The ligand specificity for uptake of complexed copper-67 by brain hypothalamic tissue is a function of copper concentration and copper:ligand molar ratio.

Abstract

It has been previously shown that complexation of Cu2+ is essential for effective uptake of Cu2+ by brain tissues and that 67Cu complexed to His is taken up by a high affinity and a low affinity saturable process (Hartter, D. E., and Barnea, A. (1988) J. Biol. Chem. 263, 799-805). Using rat hypothalamic tissue slices, we defined the ligand specificity for these two uptake processes. The effectiveness of stereoisomers or methyl (Me) derivatives of His in facilitating 67Cu uptake by the high affinity process was in this decreasing order: L-His = D-His = Me-3-N-His greater than Me-ester-His greater than Me-alpha-N-His greater than or equal to Me-1-N-His. By the low affinity process it was: L-His = D-His = Me-3-N-His = Me-ester-His = Me-alpha-N-His greater than Me-1-N-His.
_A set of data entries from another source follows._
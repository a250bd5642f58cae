//! `pebble ping`.

use anyhow::Result;
use clap::Args;
use pebble_tool_core::{EmulatorSupervisor, SdkManager, TransportRegistry};

/// Pebble protocol endpoint for ping/pong.
const PING_ENDPOINT: u16 = 2001;

#[derive(Args, Debug)]
pub struct PingArgs {
    #[command(flatten)]
    connection: super::ConnectionArgs,
}

pub fn run(args: PingArgs) -> Result<()> {
    let input = args.connection.to_selection_input()?;
    let registry = TransportRegistry::new();
    let mut connection = registry.connect(&input, None, || {
        EmulatorSupervisor::new(SdkManager::new()?).running()
    })?;

    // Ping command byte plus an arbitrary cookie the watch echoes back.
    let mut payload = vec![0x00];
    payload.extend_from_slice(&0xdeadbeefu32.to_be_bytes());
    connection.send_packet(PING_ENDPOINT, &payload)?;

    println!(
        "Pinged {} over {}.",
        connection.endpoint(),
        connection.transport()
    );
    Ok(())
}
When facilitation of 67Cu uptake by 14 different amino acids was evaluated using copper:ligand (Cu:L) ratios of 1:2,000 (high affinity process) or 1:2 (low affinity process), His stood out as the most effective. However, when [Cu2+] was 0.1 microM and the Cu:L ratio was increased from 1:2,000 to 1:20,000, Ala, Gly, Lys, Ser, or Thr was each as effective as His; when [Cu2+] was 10 microM and the Cu:L ratio was increased from 1:2 to 1:2,000, Gln, Glu, Gly, Lys, or Ser was each superior to His in facilitating 67Cu uptake. Moreover, by comparison to 67Cu uptake at a Cu:L ratio of 1:2, increasing the ratio attenuated (His) or enhanced (Gln, Glu, Gly, Lys, Ser) 67Cu uptake. These results indicate that 1) coordination of Cu2+ with the 1-N-imidazole and the alpha-amino (but not with the carboxyl) is essential for His facilitation of 67Cu uptake, and 2) the amino acid specificity for uptake of complexed Cu2+ is a function of both [Cu2+] and the molar ratio of copper to amino acid. These results are consistent with coordination of Cu2+ with at least three nitrogens being a primary factor facilitating copper uptake by brain tissue.